» **EXERCISE BRIEF**: Whenever the word "axum" turns up in a line of the data below, copy that line.

» **PROVIDED INFORMATION**:
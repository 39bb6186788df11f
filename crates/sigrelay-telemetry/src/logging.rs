//! Structured logging initialization.

use crate::error::{TelemetryError, TelemetryResult};
use tracing_subscriber::{fmt, layer::SubscriberExt, util::SubscriberInitExt, EnvFilter};

/// Initialize structured logging.
///
/// `RUST_LOG` overrides the default filter. The `production` environment
/// label selects JSON output; anything else gets the pretty formatter.
pub fn init_logging(environment: Option<&str>) -> TelemetryResult<()> {
    let env_filter =
        EnvFilter::try_from_default_env().unwrap_or_else(|_| EnvFilter::new("info,sigrelay=debug"));

    let is_production = environment
        .map(|v| v.eq_ignore_ascii_case("production"))
        .unwrap_or(false);

    let result = if is_production {
        tracing_subscriber::registry()
            .with(env_filter)
            .with(
                fmt::layer()
                    .json()
                    .with_current_span(true)
                    .with_span_list(true),
            )
            .try_init()
    } else {
        tracing_subscriber::registry()
            .with(env_filter)
            .with(
                fmt::layer()
                    .pretty()
                    .with_target(true)
                    .with_thread_names(true),
            )
            .try_init()
    };

    result.map_err(|e| TelemetryError::LoggingInit(e.to_string()))
}
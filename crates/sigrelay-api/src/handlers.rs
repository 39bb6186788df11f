//! Route handlers.

use axum::extract::rejection::{JsonRejection, QueryRejection};
use axum::extract::{Query, State};
use axum::http::{header, StatusCode};
use axum::response::{IntoResponse, Response};
use axum::Json;
use chrono::Utc;
use serde_json::Value;
use sigrelay_core::{PageRequest, Pagination, TradeSignal, DEFAULT_LIMIT};
use sigrelay_signal::parse_submissions;
use sigrelay_telemetry::Metrics;
use tracing::{debug, info};

use crate::error::{ApiError, ApiResult};
use crate::state::AppState;
use crate::types::{HealthResponse, MessagePage, MessageSubmission, PageParams, TradeBatchResponse};

fn json_body(body: Result<Json<Value>, JsonRejection>) -> ApiResult<Value> {
    body.map(|Json(v)| v)
        .map_err(|e| ApiError::Validation(e.body_text()))
}

/// `GET /`
pub async fn health(State(state): State<AppState>) -> Json<HealthResponse> {
    Json(HealthResponse {
        status: "ok",
        timestamp: Utc::now(),
        environment: state.config.environment.clone(),
        port: state.port,
    })
}

/// `GET /messages?page=&limit=`
///
/// Paging never rejects: a malformed query string reads as no parameters.
pub async fn list_messages(
    State(state): State<AppState>,
    query: Result<Query<Vec<(String, String)>>, QueryRejection>,
) -> ApiResult<Json<MessagePage>> {
    let params = match query {
        Ok(Query(pairs)) => PageParams::from_pairs(&pairs),
        Err(e) => {
            debug!(error = %e, "Unreadable query string, using default paging");
            PageParams::default()
        }
    };
    let page = PageRequest::from_raw(params.page.as_deref(), params.limit.as_deref())
        .capped(state.config.max_page_limit);

    let (data, total) = state.store.list_messages(page).await?;
    debug!(page = page.page(), limit = page.limit(), total, "Messages listed");

    Ok(Json(MessagePage {
        data,
        pagination: Pagination::new(total, page),
    }))
}

/// `GET /messages/text`
pub async fn list_message_texts(State(state): State<AppState>) -> ApiResult<Json<Vec<String>>> {
    let texts = state.store.list_message_texts(DEFAULT_LIMIT).await?;
    Ok(Json(texts))
}

/// `POST /messages`: `{text}` or `[{text}]`.
pub async fn create_messages(
    State(state): State<AppState>,
    body: Result<Json<Value>, JsonRejection>,
) -> ApiResult<Response> {
    let submission = MessageSubmission::parse(json_body(body)?)?;

    let response = match submission {
        MessageSubmission::One(message) => {
            let stored = state.store.create_message(message).await?;
            info!(id = stored.id, "Message created");
            (StatusCode::CREATED, Json(stored)).into_response()
        }
        MessageSubmission::Many(messages) => {
            let stored = state.store.create_messages(messages).await?;
            info!(count = stored.len(), "Messages created");
            (StatusCode::CREATED, Json(stored)).into_response()
        }
    };
    Ok(response)
}

/// `GET /trades`
pub async fn list_trades(State(state): State<AppState>) -> ApiResult<Json<Vec<TradeSignal>>> {
    let signals = state.store.list_trade_signals(DEFAULT_LIMIT).await?;
    Ok(Json(signals))
}

/// `POST /trades`: one submission or an array. Item failures are reported
/// inline; the status is 201 whenever the body itself is well formed.
pub async fn create_trades(
    State(state): State<AppState>,
    body: Result<Json<Value>, JsonRejection>,
) -> ApiResult<(StatusCode, Json<TradeBatchResponse>)> {
    let items = parse_submissions(json_body(body)?)?;
    let outcome = state.validator.submit(items).await;
    Ok((StatusCode::CREATED, Json(outcome.into())))
}

/// `GET /metrics`
pub async fn metrics() -> ApiResult<Response> {
    let body = Metrics::render().map_err(|e| ApiError::Internal(e.to_string()))?;
    Ok((
        [(header::CONTENT_TYPE, "text/plain; version=0.0.4")],
        body,
    )
        .into_response())
}
//! Signal validation error types.

use serde::Serialize;
use serde_json::Value;
use thiserror::Error;

/// Request-level failure: the body cannot be read as submissions at all.
#[derive(Debug, Error)]
pub enum SignalError {
    #[error("Invalid request body: {0}")]
    InvalidBody(String),
}

pub type SignalResult<T> = Result<T, SignalError>;

/// Why one submission in a batch was not stored.
///
/// Serialized with an `error` tag carrying the stable error name.
#[derive(Debug, Clone, PartialEq, Error, Serialize)]
#[serde(tag = "error")]
pub enum ItemError {
    #[serde(rename = "MissingFieldsError")]
    #[error("missing required fields: {}", .required.join(", "))]
    MissingFields {
        required: Vec<&'static str>,
        item: Value,
    },

    #[serde(rename = "InvalidTypeError")]
    #[error("invalid type {received}, expected one of {}", .allowed.join(", "))]
    InvalidType {
        allowed: Vec<&'static str>,
        received: Value,
    },

    #[serde(rename = "InvalidNumberError")]
    #[error("field {field} is not a finite number: {value}")]
    InvalidNumber { field: &'static str, value: Value },

    /// Finite, but too large for the stored decimal column.
    #[serde(rename = "NumberOutOfRangeError")]
    #[error("field {field} is outside the storable range: {value}")]
    NumberOutOfRange { field: &'static str, value: Value },

    /// The signal may already be stored when the derived message write
    /// failed; `signal_id` is set in that case.
    #[serde(rename = "PersistenceError")]
    #[error("failed to persist signal: {message}")]
    Persistence {
        message: String,
        item: Value,
        #[serde(rename = "signalId", skip_serializing_if = "Option::is_none")]
        signal_id: Option<i64>,
    },
}

impl ItemError {
    /// Stable error name, as serialized.
    pub fn name(&self) -> &'static str {
        match self {
            Self::MissingFields { .. } => "MissingFieldsError",
            Self::InvalidType { .. } => "InvalidTypeError",
            Self::InvalidNumber { .. } => "InvalidNumberError",
            Self::NumberOutOfRange { .. } => "NumberOutOfRangeError",
            Self::Persistence { .. } => "PersistenceError",
        }
    }
}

» **EXPECTED ANSWER**:
use axum::extract::rejection::{JsonRejection, QueryRejection};
use axum::extract::{Query, State};
use axum::http::{header, StatusCode};
use axum::response::{IntoResponse, Response};
use axum::Json;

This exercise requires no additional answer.